EL 96% DE LOS HABITANTES del pueblo barcelonés de Arenys de Munt, de 8.000 habitantes, dio el "sí" a la independencia de Cataluña, en el referéndum no vinculante del pasado domingo. Los vecinos han celebrado, alborozados, esta decisión, cuya contundencia ha sorprendido en los ambientes políticos catalanes. La consulta iba a ser organizada por el Ayuntamiento, pero los tribunales se lo prohibieron, así que un comité cívico fue el encargado de realizarla, sin la participación oficial municipal, aunque no hay duda de que, desde las Casas Consistoriales, se veía el asunto con muy buenos ojos.
Aunque nada sea "oficial", ni el resultado vinculante, hay que reconocer que si es sintomático. Queremos decir que el 96% del pueblo votó a favor de la independencia de Cataluña, luego alberga ese sentimiento, con todas sus consecuencias.
En Canarias, un archipiélago que tiene muchos más motivos que Cataluña para ser libre y todos los condicionantes históricos y en sintonía con el derecho internacional para obtener su independencia, no se ha realizado todavía una consulta de este tipo. Pero el antecedente no nos viene mal. Las Naciones Unidas han impuesto la fecha del 2010 para que el mundo se descolonice de las metrópolis dominantes. Nosotros hemos sido colonizados por España, pues el trato desigual, las humillaciones históricas y las injusticias flagrantes con relación a otras autonomías así lo demuestran.
Este maltrato secular ha traído consigo la existencia de un fuerte movimiento independentista, de carácter absolutamente pacífico, que reivindica nuestra soberanía: poder elegir nuestro destino y podernos convertir en nación. Lo lógico sería que esta circunstancia llegara más pronto que tarde, para cumplir con las directrices de la ONU. Si todavía hay alguien que cree que esto es España está en un error. Esta es la tierra que nos legaron nuestro antepasados; esta es la tierra de los guanches, exterminados por el invasor a golpe de machete y de traiciones. Nosotros no podemos ni debemos traicionar su memoria, porque sentimos su sangre correr por nuestras venas.

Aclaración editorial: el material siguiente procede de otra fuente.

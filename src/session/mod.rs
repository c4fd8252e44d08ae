// blegate Source Code File
//
// Copyright 2025 Nonpolynomial Labs LLC. All rights reserved.
//
// Licensed under the BSD 3-Clause license. See LICENSE file in the project root
// for full license information.

//! One connection session per device.
//!
//! A session owns the platform link, the GATT queue, the notification subscriptions and a
//! cancellation scope holding every task it spawned (connect, link event pump, GATT worker).
//! All bookkeeping sits behind one mutex, and every event about the device is published while
//! that mutex is held and after the state has been checked. Teardown cancels pending operations
//! and publishes `Disconnected` under the same lock, so nothing about the device can be
//! published after it.

pub(crate) mod queue;
pub(crate) mod state;

use std::collections::HashSet;
use std::future::Future;
use std::sync::{Arc, Mutex, MutexGuard, Weak};
use std::time::Duration;

use dashmap::DashMap;
use futures::stream::StreamExt;
use log::{debug, info, trace, warn};
use tokio::sync::{watch, Notify};
use tokio::task::AbortHandle;
use uuid::Uuid;

use self::queue::{OperationKind, OperationQueue};
use self::state::{transition, Effect, Input, SessionState};
use crate::api::{
    BDAddr, ConnectOptions, Event, Link, LinkEvent, LinkEventStream, Service, Transport,
};
use crate::common::event_bus::EventBus;
use crate::common::registry::DeviceRegistry;
use crate::{Error, Result};

pub(crate) type SessionMap = DashMap<BDAddr, Arc<Session>>;

#[derive(Debug, Clone, Default)]
pub(crate) struct SessionConfig {
    pub connect_options: ConnectOptions,
    pub connect_timeout: Option<Duration>,
    pub operation_timeout: Option<Duration>,
}

/// Tasks started on behalf of one session. Cancelling aborts all of them, and anything spawned
/// afterwards is aborted immediately.
#[derive(Debug, Default)]
struct CancelScope {
    tasks: Vec<AbortHandle>,
    cancelled: bool,
}

impl CancelScope {
    fn spawn<F>(&mut self, task: F)
    where
        F: Future<Output = ()> + Send + 'static,
    {
        let handle = tokio::spawn(task).abort_handle();
        if self.cancelled {
            handle.abort();
        } else {
            self.tasks.retain(|task| !task.is_finished());
            self.tasks.push(handle);
        }
    }

    fn cancel(&mut self) {
        self.cancelled = true;
        for task in self.tasks.drain(..) {
            task.abort();
        }
    }
}

#[derive(Debug, Default)]
struct SessionInner {
    state: SessionState,
    queue: OperationQueue,
    subscriptions: HashSet<Uuid>,
    services: Vec<Service>,
    link: Option<Arc<dyn Link>>,
    scope: CancelScope,
}

#[derive(Debug)]
pub(crate) struct Session {
    address: BDAddr,
    inner: Mutex<SessionInner>,
    /// Wakes the GATT worker.
    wake: Notify,
    state_changes: watch::Sender<SessionState>,
    config: SessionConfig,
    bus: Arc<EventBus>,
    registry: Arc<DeviceRegistry>,
    sessions: Weak<SessionMap>,
}
// blegate Source Code File
//
// Copyright 2025 Nonpolynomial Labs LLC. All rights reserved.
//
// Licensed under the BSD 3-Clause license. See LICENSE file in the project root
// for full license information.

//! [`Transport`] over the host's BLE stack, through btleplug (BlueZ, WinRT, CoreBluetooth or
//! Android, whichever the target uses).
//!
//! btleplug has no API for bonding, MTU negotiation or scan duty cycles: `pair` and
//! `request_mtu` fail with a transport error, and the scan mode is ignored. RSSI is the last
//! value the platform saw in an advertisement.

use async_trait::async_trait;
use btleplug::api::{
    Central, CentralEvent, Manager as _, Peripheral as _, ScanFilter as PlatformScanFilter,
    WriteType as PlatformWriteType,
};
use btleplug::platform::{Adapter, Manager, Peripheral, PeripheralId};
use futures::stream::{self, StreamExt};
use log::{debug, trace};
use static_assertions::assert_impl_all;
use uuid::Uuid;

use crate::api::{
    Advertisement, AdvertisementStream, BDAddr, CharPropFlags, Characteristic, ConnectOptions,
    Link, LinkEvent, LinkEventStream, ScanFilter, Service, Transport, ValueNotification, WriteType,
};
use crate::config::ScanMode;
use crate::{Error, Result};

impl From<btleplug::Error> for Error {
    fn from(e: btleplug::Error) -> Self {
        Error::TransportError(e.to_string())
    }
}

fn to_platform_address(address: BDAddr) -> btleplug::api::BDAddr {
    address.into_inner().into()
}

fn from_platform_address(address: btleplug::api::BDAddr) -> BDAddr {
    address.into_inner().into()
}

#[derive(Debug, Clone)]
pub struct BtleplugTransport {
    adapter: Adapter,
}

assert_impl_all!(BtleplugTransport: Transport, Clone, Send, Sync);

impl BtleplugTransport {
    /// Uses the first adapter the platform reports.
    pub async fn new() -> Result<Self> {
        let manager = Manager::new().await?;
        let adapter = manager
            .adapters()
            .await?
            .into_iter()
            .next()
            .ok_or_else(|| Error::TransportError("No Bluetooth adapter found".into()))?;
        debug!("Using adapter {}", adapter.adapter_info().await?);
        Ok(Self::from_adapter(adapter))
    }

    pub fn from_adapter(adapter: Adapter) -> Self {
        Self { adapter }
    }

    async fn peripheral(&self, address: BDAddr) -> Result<Peripheral> {
        let wanted = to_platform_address(address);
        self.adapter
            .peripherals()
            .await?
            .into_iter()
            .find(|peripheral| peripheral.address() == wanted)
            .ok_or(Error::NotFound(address))
    }
}

async fn advertisement(adapter: &Adapter, id: &PeripheralId) -> Result<Advertisement> {
    let peripheral = adapter.peripheral(id).await?;
    let properties = peripheral.properties().await?.unwrap_or_default();
    Ok(Advertisement {
        address: from_platform_address(peripheral.address()),
        name: properties.local_name,
        rssi: properties.rssi,
        services: properties.services,
    })
}

#[async_trait]
impl Transport for BtleplugTransport {
    async fn start_scan(&self, filter: &ScanFilter, mode: ScanMode) -> Result<AdvertisementStream> {
        trace!("Scan mode {:?} is left to the platform", mode);
        let events = self.adapter.events().await?;
        self.adapter
            .start_scan(PlatformScanFilter {
                services: filter.services.clone(),
            })
            .await?;
        let adapter = self.adapter.clone();
        let advertisements = events.filter_map(move |event| {
            let adapter = adapter.clone();
            async move {
                let id = match event {
                    CentralEvent::DeviceDiscovered(id) | CentralEvent::DeviceUpdated(id) => id,
                    _ => return None,
                };
                match advertisement(&adapter, &id).await {
                    Ok(advertisement) => Some(Ok(advertisement)),
                    Err(e) => {
                        debug!("Skipping advertisement from {:?}: {}", id, e);
                        None
                    }
                }
            }
        });
        Ok(Box::pin(advertisements))
    }

    async fn stop_scan(&self) -> Result<()> {
        Ok(self.adapter.stop_scan().await?)
    }

    async fn connect(&self, address: BDAddr, options: &ConnectOptions) -> Result<Box<dyn Link>> {
        let peripheral = self.peripheral(address).await?;
        if options.auto_connect {
            debug!("Background connections are not available, connecting directly");
        }
        peripheral.connect().await?;
        Ok(Box::new(BtleplugLink {
            address,
            adapter: self.adapter.clone(),
            peripheral,
        }))
    }

    async fn wait_ready(&self) -> Result<()> {
        self.adapter.adapter_info().await?;
        Ok(())
    }

    async fn pair(&self, _address: BDAddr) -> Result<()> {
        Err(Error::TransportError(
            "Pairing is not supported on this platform".into(),
        ))
    }
}

#[derive(Debug)]
pub struct BtleplugLink {
    address: BDAddr,
    adapter: Adapter,
    peripheral: Peripheral,
}

impl BtleplugLink {
    fn characteristic(&self, uuid: Uuid) -> Result<btleplug::api::Characteristic> {
        self.peripheral
            .characteristics()
            .into_iter()
            .find(|characteristic| characteristic.uuid == uuid)
            .ok_or_else(|| Error::InvalidArgument(format!("Unknown characteristic {}", uuid)))
    }
}

#[async_trait]
impl Link for BtleplugLink {
    fn address(&self) -> BDAddr {
        self.address
    }

    async fn discover_services(&self) -> Result<Vec<Service>> {
        self.peripheral.discover_services().await?;
        Ok(self
            .peripheral
            .services()
            .into_iter()
            .map(|service| Service {
                uuid: service.uuid,
                primary: service.primary,
                characteristics: service
                    .characteristics
                    .into_iter()
                    .map(|characteristic| Characteristic {
                        uuid: characteristic.uuid,
                        service_uuid: characteristic.service_uuid,
                        properties: CharPropFlags::from_bits_truncate(
                            characteristic.properties.bits(),
                        ),
                    })
                    .collect(),
            })
            .collect())
    }

    async fn read(&self, characteristic: Uuid) -> Result<Vec<u8>> {
        let characteristic = self.characteristic(characteristic)?;
        Ok(self.peripheral.read(&characteristic).await?)
    }

    async fn write(&self, characteristic: Uuid, data: &[u8], write_type: WriteType) -> Result<()> {
        let characteristic = self.characteristic(characteristic)?;
        let write_type = match write_type {
            WriteType::WithResponse => PlatformWriteType::WithResponse,
            WriteType::WithoutResponse => PlatformWriteType::WithoutResponse,
        };
        Ok(self
            .peripheral
            .write(&characteristic, data, write_type)
            .await?)
    }

    async fn subscribe(&self, characteristic: Uuid) -> Result<()> {
        let characteristic = self.characteristic(characteristic)?;
        Ok(self.peripheral.subscribe(&characteristic).await?)
    }

    async fn unsubscribe(&self, characteristic: Uuid) -> Result<()> {
        let characteristic = self.characteristic(characteristic)?;
        Ok(self.peripheral.unsubscribe(&characteristic).await?)
    }

    async fn request_mtu(&self, _mtu: u16) -> Result<u16> {
        Err(Error::TransportError(
            "MTU negotiation is not supported on this platform".into(),
        ))
    }

    async fn read_rssi(&self) -> Result<i16> {
        self.peripheral
            .properties()
            .await?
            .and_then(|properties| properties.rssi)
            .ok_or_else(|| Error::TransportError("No RSSI reported".into()))
    }

    async fn events(&self) -> Result<LinkEventStream> {
        let notifications = self.peripheral.notifications().await?.map(|notification| {
            LinkEvent::Notification(ValueNotification {
                uuid: notification.uuid,
                value: notification.value,
            })
        });
        let id = self.peripheral.id();
        let disconnects = self.adapter.events().await?.filter_map(move |event| {
            let disconnected = matches!(&event, CentralEvent::DeviceDisconnected(other) if *other == id);
            async move { disconnected.then_some(LinkEvent::Disconnected) }
        });
        Ok(Box::pin(stream::select(notifications, disconnects)))
    }

    async fn disconnect(&self) -> Result<()> {
        Ok(self.peripheral.disconnect().await?)
    }
}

El Gobierno de España no hace nada por Canarias. Desde principios de año prometió su presidente un plan especial para el Puerto de la Cruz, bajar las tasas aeroportuarias y suavizar el terrible clima político que se vive en las islas por la acción de individuos de la catadura política de Juan Fernando López Aguilar y de Santiago Pérez. Son los peores enemigos de Tenerife: todo lo censuran, todo lo critican, todo lo boicotean. Allí donde hay un follón, ahí están ellos. Lean, si no, el artículo amargo que publicaba el domingo en estas páginas Miguel Zerolo, alcalde de Santa Cruz, harto de que desde el propio Estado y desde el propio Partido Socialista se boicotee a la playa de Las Teresitas y a Santa Cruz. ¿Por qué no, pues, pedir la independencia? ¡Viva Canarias libre!